Other day-to-day expectations the skill encodes:
- Name every shape you might need to find later — patches that find shapes by
Name == "HeroBacking"survive layout changes; patches that find shapes by position or order break the moment another shape is added. - Rebuild over patch once a slide has 5+ shapes. Three patches in a row = rewrite the build script.
- Snapshot before risky bulk edits with a file-copy (no COM). PowerPoint's undo stack does not survive
Save()or session close. - Speaker notes are unbounded — every citation, every methodology caveat, every "if asked X say Y" goes there.
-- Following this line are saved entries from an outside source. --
use thiserror::Error;

/// Result type local to chunkflow-mem.
pub type Result<T> = std::result::Result<T, Error>;

#[derive(Debug, Error)]
pub enum Error {
    #[error("spill storage error: {0}")]
    Storage(String),

    #[error("spill object not found: {0}")]
    NotFound(String),

    #[error("codec error: {0}")]
    Codec(String),

    #[error("checksum mismatch for segment '{path}'")]
    ChecksumMismatch { path: String },

    #[error("manifest error: {0}")]
    Manifest(String),

    #[error(transparent)]
    Core(#[from] chunkflow_core::error::Error),
}

impl From<Error> for chunkflow_core::error::Error {
    fn from(e: Error) -> Self {
        use chunkflow_core::error::Error as CoreError;
        match e {
            Error::Core(inner) => inner,
            Error::NotFound(p) => CoreError::NotFound(p),
            other => CoreError::io("", other.to_string()),
        }
    }
}

impl From<parquet::errors::ParquetError> for Error {
    fn from(e: parquet::errors::ParquetError) -> Self {
        Error::Codec(format!("parquet: {e}"))
    }
}
//! Columnar encoding for spill segments.
//!
//! A segment is a self-contained parquet file. The codec only selects the
//! parquet page compression; the writer handles framing and statistics.

use bytes::Bytes;
use parquet::arrow::arrow_reader::ParquetRecordBatchReaderBuilder;
use parquet::arrow::ArrowWriter;
use parquet::basic::{Compression, ZstdLevel};
use parquet::file::properties::WriterProperties;

use chunkflow_core::arrow::{record_batch_to_rows, rows_to_record_batch};
use chunkflow_core::types::RowBatch;

use crate::error::{Error, Result};

pub use chunkflow_core::config::SpillCodec as Codec;

pub fn compression(codec: Codec) -> Compression {
    match codec {
        Codec::None => Compression::UNCOMPRESSED,
        Codec::Snappy => Compression::SNAPPY,
        Codec::Zstd => Compression::ZSTD(ZstdLevel::default()),
        Codec::Lz4 => Compression::LZ4_RAW,
    }
}

/// Encode one batch as a parquet file in memory.
pub fn encode(codec: Codec, batch: &RowBatch) -> Result<Vec<u8>> {
    let rb = rows_to_record_batch(batch)?;
    let props = WriterProperties::builder()
        .set_compression(compression(codec))
        .build();

    let mut buf = Vec::new();
    let mut writer = ArrowWriter::try_new(&mut buf, rb.schema(), Some(props))?;
    writer.write(&rb)?;
    writer.close()?;
    Ok(buf)
}

/// Decode a parquet segment back into row batches, in file order.
pub fn decode(bytes: Vec<u8>) -> Result<Vec<RowBatch>> {
    let reader = ParquetRecordBatchReaderBuilder::try_new(Bytes::from(bytes))?.build()?;
    let mut out = Vec::new();
    for rb in reader {
        let rb = rb.map_err(|e| Error::Codec(format!("arrow: {e}")))?;
        out.push(record_batch_to_rows(&rb)?);
    }
    Ok(out)
}
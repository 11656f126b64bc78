//! Streaming row filter.
//!
//! Applies a predicate per batch and hands the matches to a
//! `SpillingCollector`, so the result can exceed memory.

use serde::{Deserialize, Serialize};

use chunkflow_core::error::Result;
use chunkflow_core::expr::Predicate;
use chunkflow_core::types::RowBatch;

use crate::collector::{CollectOutput, SpillingCollector};
use crate::traits::BatchConsumer;

/// Counters reported alongside a filter or projection result.
#[derive(Debug, Clone, Copy, Default, PartialEq, Eq, Serialize, Deserialize)]
pub struct PassStats {
    pub rows_read: u64,
    pub rows_out: u64,
    pub batches: u64,
    pub spills: u64,
    pub peak_buffered_bytes: u64,
}

#[derive(Debug)]
pub struct PassOutput {
    pub result: CollectOutput,
    pub stats: PassStats,
}

pub struct StreamingFilter {
    predicate: Predicate,
    collector: SpillingCollector,
    stats: PassStats,
}

impl StreamingFilter {
    pub fn new(predicate: Predicate, collector: SpillingCollector) -> Self {
        Self {
            predicate,
            collector,
            stats: PassStats::default(),
        }
    }

    pub fn stats(&self) -> PassStats {
        self.stats
    }
}

impl BatchConsumer for StreamingFilter {
    type Output = PassOutput;

    fn name(&self) -> &'static str {
        "filter"
    }

    fn consume(&mut self, batch: RowBatch) -> Result<()> {
        let mask = self.predicate.evaluate(&batch)?;
        let matched = batch.filter(&mask)?;

        self.stats.batches += 1;
        self.stats.rows_read += batch.num_rows() as u64;
        self.stats.rows_out += matched.num_rows() as u64;

        self.collector.push(matched)
    }

    fn finish(self) -> Result<PassOutput> {
        let mut stats = self.stats;
        stats.spills = self.collector.spill_count() as u64;
        stats.peak_buffered_bytes = self.collector.peak_bytes();
        let result = self.collector.finish()?;
        tracing::info!(
            predicate = ?self.predicate,
            rows_read = stats.rows_read,
            rows_matched = stats.rows_out,
            spills = stats.spills,
            "filter complete"
        );
        Ok(PassOutput { result, stats })
    }
}
//! Accumulates operator output under a memory ceiling, spilling to
//! compressed columnar segments when the governor says so.

use std::fmt;
use std::sync::Arc;

use serde::{Deserialize, Serialize};

use chunkflow_core::error::{Error, Result};
use chunkflow_core::manifest::SpillManifest;
use chunkflow_core::types::RowBatch;
use chunkflow_mem::{Codec, MemoryGovernor, SpillManager, SpillReader, Storage};

/// What the caller wants back from a filter or projection pass.
#[derive(Debug, Clone, Copy, Default, PartialEq, Eq, Serialize, Deserialize)]
#[serde(rename_all = "snake_case")]
pub enum OutputMode {
    /// A single batch; only valid when every match fits under the ceiling.
    #[default]
    InMemory,
    /// Everything is persisted; the manifest is returned.
    Spilled,
}

/// Where and how spill segments are written.
#[derive(Clone)]
pub struct SpillTarget {
    pub storage: Arc<dyn Storage>,
    pub codec: Codec,
    pub root_dir: String,
}

impl SpillTarget {
    pub fn new(storage: Arc<dyn Storage>, codec: Codec, root_dir: impl Into<String>) -> Self {
        Self {
            storage,
            codec,
            root_dir: root_dir.into(),
        }
    }
}

impl fmt::Debug for SpillTarget {
    fn fmt(&self, f: &mut fmt::Formatter<'_>) -> fmt::Result {
        f.debug_struct("SpillTarget")
            .field("codec", &self.codec)
            .field("root_dir", &self.root_dir)
            .finish()
    }
}

/// Result of a spilled pass: the persisted manifest plus the storage holding it.
pub struct SpilledResult {
    pub manifest: SpillManifest,
    pub manifest_path: String,
    storage: Arc<dyn Storage>,
}

impl SpilledResult {
    pub fn total_rows(&self) -> u64 {
        self.manifest.total_rows
    }

    /// Stream the segments back in write order.
    pub fn reader(&self) -> SpillReader {
        SpillReader::new(Arc::clone(&self.storage), &self.manifest)
    }

    /// Read every segment into one batch. Callers are responsible for
    /// making sure that fits in memory.
    pub fn read_all(&self) -> Result<RowBatch> {
        let batches = self.reader().collect::<std::result::Result<Vec<_>, _>>()?;
        RowBatch::concat_rows(&batches)
    }

    /// Delete the segments and the manifest file.
    pub fn cleanup(self) -> Result<()> {
        for entry in &self.manifest.segments {
            self.storage.delete(&entry.path)?;
        }
        self.storage.delete(&self.manifest_path)?;
        Ok(())
    }
}

impl fmt::Debug for SpilledResult {
    fn fmt(&self, f: &mut fmt::Formatter<'_>) -> fmt::Result {
        f.debug_struct("SpilledResult")
            .field("manifest_path", &self.manifest_path)
            .field("segments", &self.manifest.segments.len())
            .field("total_rows", &self.manifest.total_rows)
            .finish()
    }
}

#[derive(Debug)]
pub enum CollectOutput {
    InMemory(RowBatch),
    Spilled(SpilledResult),
}

impl CollectOutput {
    pub fn in_memory(self) -> Option<RowBatch> {
        match self {
            CollectOutput::InMemory(b) => Some(b),
            CollectOutput::Spilled(_) => None,
        }
    }

    pub fn spilled(self) -> Option<SpilledResult> {
        match self {
            CollectOutput::Spilled(s) => Some(s),
            CollectOutput::InMemory(_) => None,
        }
    }

    /// Materialize the result regardless of mode.
    pub fn into_batch(self) -> Result<RowBatch> {
        match self {
            CollectOutput::InMemory(b) => Ok(b),
            CollectOutput::Spilled(s) => s.read_all(),
        }
    }
}

/// Batch accumulator shared by the filter and projection passes.
///
/// Batches are buffered until the governor reports the buffered estimate
/// over the ceiling; the buffer is then written as one segment and cleared.
pub struct SpillingCollector {
    governor: MemoryGovernor,
    target: SpillTarget,
    dataset: String,
    mode: OutputMode,
    columns: Option<Vec<String>>,
    buffered: Vec<RowBatch>,
    buffered_bytes: u64,
    total_bytes: u64,
    manager: Option<SpillManager>,
}

impl SpillingCollector {
    pub fn new(
        governor: MemoryGovernor,
        target: SpillTarget,
        dataset: impl Into<String>,
        mode: OutputMode,
    ) -> Self {
        Self {
            governor,
            target,
            dataset: dataset.into(),
            mode,
            columns: None,
            buffered: Vec::new(),
            buffered_bytes: 0,
            total_bytes: 0,
            manager: None,
        }
    }

    /// Column names reported for an empty result.
    pub fn with_columns(mut self, columns: Vec<String>) -> Self {
        self.columns = Some(columns);
        self
    }

    pub fn spill_count(&self) -> usize {
        self.manager.as_ref().map_or(0, SpillManager::segment_count)
    }

    pub fn peak_bytes(&self) -> u64 {
        self.governor.peak_bytes()
    }

    pub fn push(&mut self, batch: RowBatch) -> Result<()> {
        if self.columns.is_none() {
            self.columns = Some(batch.column_names());
        }
        if batch.is_empty() {
            return Ok(());
        }
        let bytes = batch.estimated_bytes() as u64;
        self.buffered_bytes += bytes;
        self.total_bytes += bytes;
        self.buffered.push(batch);

        if self.governor.observe(self.buffered_bytes) {
            self.spill()?;
        } else if let Some(manager) = self.manager.as_mut() {
            manager.set_pending_merge(true);
        }
        Ok(())
    }

    fn spill(&mut self) -> Result<()> {
        if self.buffered.is_empty() {
            return Ok(());
        }
        let combined = RowBatch::concat_rows(&self.buffered)?;
        let target = &self.target;
        let dataset = &self.dataset;
        let manager = self.manager.get_or_insert_with(|| {
            SpillManager::new(
                Arc::clone(&target.storage),
                target.codec,
                &target.root_dir,
                dataset.clone(),
            )
        });
        manager.write_batch(&combined)?;
        manager.set_pending_merge(false);
        tracing::debug!(
            dataset = %self.dataset,
            buffered_bytes = self.buffered_bytes,
            ceiling_bytes = self.governor.ceiling_bytes(),
            "buffer exceeded ceiling; spilled"
        );
        self.buffered.clear();
        self.buffered_bytes = 0;
        Ok(())
    }

    fn empty_batch(&self) -> RowBatch {
        RowBatch::empty(self.columns.as_deref().unwrap_or_default())
    }

    pub fn finish(mut self) -> Result<CollectOutput> {
        match self.mode {
            OutputMode::InMemory if self.manager.is_none() => {
                if self.buffered.is_empty() {
                    return Ok(CollectOutput::InMemory(self.empty_batch()));
                }
                Ok(CollectOutput::InMemory(RowBatch::concat_rows(&self.buffered)?))
            }
            OutputMode::InMemory => {
                self.spill()?;
                let manifest = self.persist()?.1;
                Err(Error::ResourceExceeded {
                    required_bytes: self.total_bytes,
                    ceiling_bytes: self.governor.ceiling_bytes(),
                    manifest,
                })
            }
            OutputMode::Spilled => {
                self.spill()?;
                let (manifest, manifest_path) = self.persist()?;
                Ok(CollectOutput::Spilled(SpilledResult {
                    manifest,
                    manifest_path,
                    storage: Arc::clone(&self.target.storage),
                }))
            }
        }
    }

    fn persist(&mut self) -> Result<(SpillManifest, String)> {
        let target = &self.target;
        let dataset = &self.dataset;
        let manager = self.manager.get_or_insert_with(|| {
            SpillManager::new(
                Arc::clone(&target.storage),
                target.codec,
                &target.root_dir,
                dataset.clone(),
            )
        });
        let path = manager.persist_manifest()?;
        Ok((manager.manifest().clone(), path))
    }
}

#[cfg(test)]
pub(crate) mod tests {
    use super::*;
    use std::collections::HashMap;
    use std::sync::Mutex;

    use chunkflow_core::types::{Column, Scalar};
    use chunkflow_mem::error::Error as MemError;

    /// In-process storage for operator tests.
    #[derive(Default)]
    pub(crate) struct MapStorage(Mutex<HashMap<String, Vec<u8>>>);

    impl Storage for MapStorage {
        fn write(&self, path: &str, data: &[u8]) -> chunkflow_mem::error::Result<()> {
            self.0.lock().unwrap().insert(path.to_string(), data.to_vec());
            Ok(())
        }

        fn read_range(
            &self,
            path: &str,
            offset: u64,
            len: usize,
        ) -> chunkflow_mem::error::Result<Vec<u8>> {
            let map = self.0.lock().unwrap();
            let data = map
                .get(path)
                .ok_or_else(|| MemError::NotFound(path.to_string()))?;
            let start = (offset as usize).min(data.len());
            let end = (start + len).min(data.len());
            Ok(data[start..end].to_vec())
        }

        fn delete(&self, path: &str) -> chunkflow_mem::error::Result<()> {
            self.0.lock().unwrap().remove(path);
            Ok(())
        }

        fn list(&self, prefix: &str) -> chunkflow_mem::error::Result<Vec<String>> {
            let mut keys: Vec<String> = self
                .0
                .lock()
                .unwrap()
                .keys()
                .filter(|k| k.starts_with(prefix))
                .cloned()
                .collect();
            keys.sort();
            Ok(keys)
        }

        fn size(&self, path: &str) -> chunkflow_mem::error::Result<u64> {
            self.0
                .lock()
                .unwrap()
                .get(path)
                .map(|d| d.len() as u64)
                .ok_or_else(|| MemError::NotFound(path.to_string()))
        }

        fn etag(&self, _path: &str) -> chunkflow_mem::error::Result<Option<String>> {
            Ok(None)
        }
    }

    pub(crate) fn target() -> SpillTarget {
        SpillTarget::new(Arc::new(MapStorage::default()), Codec::Snappy, "spill")
    }

    fn batch(vals: &[i64]) -> RowBatch {
        RowBatch::try_new(vec![Column::new(
            "v",
            vals.iter().copied().map(Scalar::I64).collect(),
        )])
        .unwrap()
    }

    #[test]
    fn in_memory_when_under_ceiling() {
        let mut c = SpillingCollector::new(
            MemoryGovernor::with_ceiling_bytes(1 << 20),
            target(),
            "t",
            OutputMode::InMemory,
        );
        c.push(batch(&[1, 2])).unwrap();
        c.push(batch(&[3])).unwrap();
        assert_eq!(c.spill_count(), 0);
        let out = c.finish().unwrap().in_memory().unwrap();
        assert_eq!(out.num_rows(), 3);
    }

    #[test]
    fn spilled_mode_preserves_rows_in_order() {
        let mut c = SpillingCollector::new(
            MemoryGovernor::with_ceiling_bytes(20),
            target(),
            "t",
            OutputMode::Spilled,
        );
        for chunk in [[1, 2], [3, 4], [5, 6]] {
            c.push(batch(&chunk)).unwrap();
        }
        assert!(c.spill_count() >= 1);
        let spilled = c.finish().unwrap().spilled().unwrap();
        assert_eq!(spilled.total_rows(), 6);
        assert!(!spilled.manifest.pending_merge);
        let all = spilled.read_all().unwrap();
        assert_eq!(all.columns[0].values, batch(&[1, 2, 3, 4, 5, 6]).columns[0].values);
    }

    #[test]
    fn in_memory_after_spill_reports_manifest() {
        let mut c = SpillingCollector::new(
            MemoryGovernor::with_ceiling_bytes(10),
            target(),
            "orders",
            OutputMode::InMemory,
        );
        c.push(batch(&[1, 2, 3])).unwrap();
        match c.finish() {
            Err(Error::ResourceExceeded {
                ceiling_bytes,
                manifest,
                ..
            }) => {
                assert_eq!(ceiling_bytes, 10);
                assert!(manifest.ends_with("manifest.json"));
            }
            other => panic!("expected ResourceExceeded, got {other:?}"),
        }
    }

    #[test]
    fn empty_result_keeps_column_names() {
        let mut c = SpillingCollector::new(
            MemoryGovernor::with_ceiling_bytes(1 << 20),
            target(),
            "t",
            OutputMode::InMemory,
        );
        c.push(batch(&[])).unwrap();
        let out = c.finish().unwrap().in_memory().unwrap();
        assert!(out.is_empty());
        assert_eq!(out.column_names(), vec!["v"]);
    }
}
The slide carries the punch; the notes carry the depth.
ClaudePowerPointSkill/
├── README.md # This file
├── SKILL.md # The skill itself — loaded by Claude Code
├── CONTRIBUTING.md # How to add new rules / anti-patterns
├── LICENSE # MIT
└── .gitignore
No build step, no dependencies in this repo. The skill is pure markdown.
MIT. Use, fork, adapt, and integrate the patterns freely; attribution appreciated but not required.
See CONTRIBUTING.md for the full guide. Short version: the skill grows by accretion — every silent failure that costs an hour of debugging belongs in the Anti-patterns table at the bottom of SKILL.md, with a linked rule in the relevant section explaining the fix.